Now, I knew I liked furry characters/petting zoo people/kemono, what have you. No idea why, I just thought they were so cool. Didn't really consider it a sexual thing. But when I was of age, I'd start spending some good "alone time" with some of these pictures. Pictures of female furs. A teen learning about unfamiliar feelings through a familiar medium (developing sexuality through drawings I thought were cool), nothing new there. And it felt good.
But it just didn't quite feel like 100%. I still wasn't interested in girls outside the drawings. Every once in awhile, I'd see a picture of a male fur that I kind of liked. In my head, it didn't seem sexual. Felt like I was just admiring some good art. Didn't get me up so to speak. But at the same time, something was captivating me. I felt like I could look at those pictures for hours, and never get bored. I tried doing sessions to these pictures, but my mind kept telling me "No, this is wrong" and "I'm not gay". So I could never really finish to them.
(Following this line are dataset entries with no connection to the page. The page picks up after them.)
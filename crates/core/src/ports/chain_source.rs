//! Port trait for point-in-time chain queries.
//!
//! This trait defines the reads the ingestors need from a Substrate chain.
//! Implementations live in the infrastructure layer (e.g.,
//! `stakewatch-substrate`).

use async_trait::async_trait;

use crate::error::ChainResult;
use crate::models::BlockHash;

/// Raw extrinsic data.
#[derive(Debug, Clone, PartialEq, Eq)]
pub struct RawExtrinsic {
    /// Index in block.
    pub index: u32,
    /// Decoded pallet name.
    pub pallet: String,
    /// Decoded call name.
    pub call: String,
    /// Signer address (if signed).
    pub signer: Option<String>,
    /// Arguments as JSON.
    pub args: serde_json::Value,
    /// Nonce (zero if unsigned).
    pub nonce: u64,
    /// Tip (zero if unsigned).
    pub tip: u128,
}

/// Raw event data.
#[derive(Debug, Clone, PartialEq, Eq)]
pub struct RawEvent {
    /// Index in block.
    pub index: u32,
    /// Extrinsic index (if applicable).
    pub extrinsic_index: Option<u32>,
    /// Human-readable phase.
    pub phase: String,
    /// Pallet name.
    pub pallet: String,
    /// Event variant name.
    pub name: String,
    /// Event data as JSON.
    pub data: serde_json::Value,
    /// Event topics.
    pub topics: Vec<[u8; 32]>,
}

/// `Staking.ErasRewardPoints` for one era.
#[derive(Debug, Clone, Default, PartialEq, Eq)]
pub struct EraRewardPoints {
    pub total: u32,
    /// Points per validator address. Empty while the era is still running.
    pub individual: Vec<(String, u32)>,
}

/// `Staking.ErasValidatorPrefs` for one validator.
#[derive(Debug, Clone, Default, PartialEq, Eq)]
pub struct ValidatorPrefs {
    /// Commission as a Perbill.
    pub commission: u32,
    pub blocked: bool,
}

/// Stake of one nominator behind a validator.
#[derive(Debug, Clone, PartialEq, Eq)]
pub struct IndividualExposure {
    pub who: String,
    pub value: u128,
}

/// `Staking.ErasStakers` for one validator.
#[derive(Debug, Clone, Default, PartialEq, Eq)]
pub struct Exposure {
    pub total: u128,
    pub own: u128,
    pub others: Vec<IndividualExposure>,
}

/// Port trait for chain queries.
///
/// Every call is a blocking network read from the indexer's point of view;
/// the ingestors await them one at a time.
#[async_trait]
pub trait ChainSource: Send + Sync {
    /// Hash of the block at `height`, `None` if the chain is not that tall.
    async fn block_hash(&self, height: u64) -> ChainResult<Option<BlockHash>>;

    /// Number of the current chain head.
    async fn best_number(&self) -> ChainResult<u64>;

    /// All extrinsics of a block.
    async fn extrinsics(&self, hash: &BlockHash) -> ChainResult<Vec<RawExtrinsic>>;

    /// All system events of a block.
    async fn events(&self, hash: &BlockHash) -> ChainResult<Vec<RawEvent>>;

    /// `Session.CurrentIndex` at a block.
    async fn session_index(&self, hash: &BlockHash) -> ChainResult<u32>;

    /// `Timestamp.Now` at a block, in milliseconds.
    async fn timestamp(&self, hash: &BlockHash) -> ChainResult<u64>;

    /// `Staking.CurrentEra` at the chain head.
    async fn current_era(&self) -> ChainResult<u32>;

    /// Number of eras the chain keeps staking history for.
    async fn history_depth(&self) -> ChainResult<u32>;

    /// `Staking.ErasStartSessionIndex`, `None` if unknown for the era.
    async fn era_start_session_index(&self, era: u32) -> ChainResult<Option<u32>>;

    async fn era_reward_points(&self, era: u32) -> ChainResult<EraRewardPoints>;

    async fn era_total_stake(&self, era: u32) -> ChainResult<u128>;

    /// `Staking.ErasValidatorReward`, `None` until the era has been paid.
    async fn era_validator_reward(&self, era: u32) -> ChainResult<Option<u128>>;

    async fn era_validator_prefs(&self, era: u32, validator: &str) -> ChainResult<ValidatorPrefs>;

    async fn era_stakers(&self, era: u32, validator: &str) -> ChainResult<Exposure>;

    /// `Session.Validators` at the chain head.
    async fn session_validators(&self) -> ChainResult<Vec<String>>;
}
But one day, I stopped and said to myself, "Well Kriger7, you STILL don't like girls and you're 19 years old. Your voice is deeper than a lot of other guys', so there's no way you missed puberty. What if you actually ARE gay?" NO. STOP. I won't have it! But my inner voice had a point. So I gradually started allowing myself to try some sessions with those pictures. Once I was able to get the inner voices to shut up, things changed.
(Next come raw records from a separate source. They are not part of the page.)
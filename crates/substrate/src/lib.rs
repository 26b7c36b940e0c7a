//! Substrate RPC adapter for the stakewatch indexer.
//!
//! This crate implements the [`ChainSource`] port from `stakewatch-core`,
//! reading blocks and staking storage from an archive node over WebSocket
//! RPC.
//!
//! # Features
//!
//! - Historical block and storage reads at arbitrary hashes
//! - Dynamic metadata decoding using subxt
//! - SCALE to JSON conversion for events, extrinsics and storage values
//! - Paged staking exposure fallback for newer runtimes
//! - Compact timestamp extraction from `Timestamp.set` inherent
//!
//! # Usage
//!
//! ```ignore
//! use stakewatch_substrate::{SubstrateClient, SubstrateClientConfig};
//!
//! let config = SubstrateClientConfig {
//!     ws_url: "ws://localhost:9944".to_string(),
//! };
//!
//! let client = SubstrateClient::connect(config).await?;
//! let head = client.best_number().await?;
//! let era = client.current_era().await?;
//! ```
//!
//! [`ChainSource`]: stakewatch_core::ports::ChainSource

mod client;
mod convert;
mod staking;

pub use client::{SubstrateClient, SubstrateClientConfig};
And my god, it felt amazing. Better than it did when I was looking at female pics. Over time, I gradually started looking at more male stuff, and less female stuff, until I pretty much was only looking at male stuff. I felt like I'd discovered what I really liked. But it still wasn't real to me. They were just drawings. And they weren't even human. I felt like something was wrong with me. I continued to call myself ace. I wrote it off as some weird fetish, and locked it away along with myself for a couple years.
I changed jobs and started working somewhere else. And as if out of a movie, I met a guy that was different. A guy that made me feel these weird feelings that I've never felt before. He looked just like the guys in the pictures. Only you know, human. It felt weird having my first crush at 21 years old, and God was it awkward. Every single trope there is about some nervous high school boy trying to get with some chick, I went through. Suddenly it all made sense. I got anxious around him. My heart would speed up around him. My hands would sweat. And by god, I was TERRIFIED of him! Now, all of a sudden, I finally understood what all the songs I'd heard about women were about. Cause now I actually knew what love and attraction felt like.
Equally long story short, it went pretty badly. He was straight, of course, and wanted nothing to do with me. Not even as friends, which oh God I still tried for. I did everything wrong. As anyone does when pursuing for the first time. And although it could've went worse, it still left me feeling lower than I could remember ever feeling. And that's the true determinator right there: The crazy highs and horrific lows I felt trying to win him over and get him to like me; I couldn't imagine ever feeling that for a woman. On that day I knew, for sure, that I was gay.
Fast forward to today, I'm 24 and feel quite comfortable with my sexuality. I'm out to pretty much anybody that asks (not to family, though, that'll be another time), I don't hold it against myself at all, and I'm finding all the little ways it even enriches my life and the people I've met and experiences I've gotten to share with others as well. I have to say I'm lucky to have been exposed to gay stuff and people within the furry fandom since I was young. They almost always show a positive portrayal of gay people/characters and show great acceptance/tolerance within the community. A welcome contrast from what the public can sometimes say about us. I really think it helped me through the process and I'm thankful for it to this day.
Tldr didn't suspect until I was 19, didn't really know until I was 21. And I'm a guy.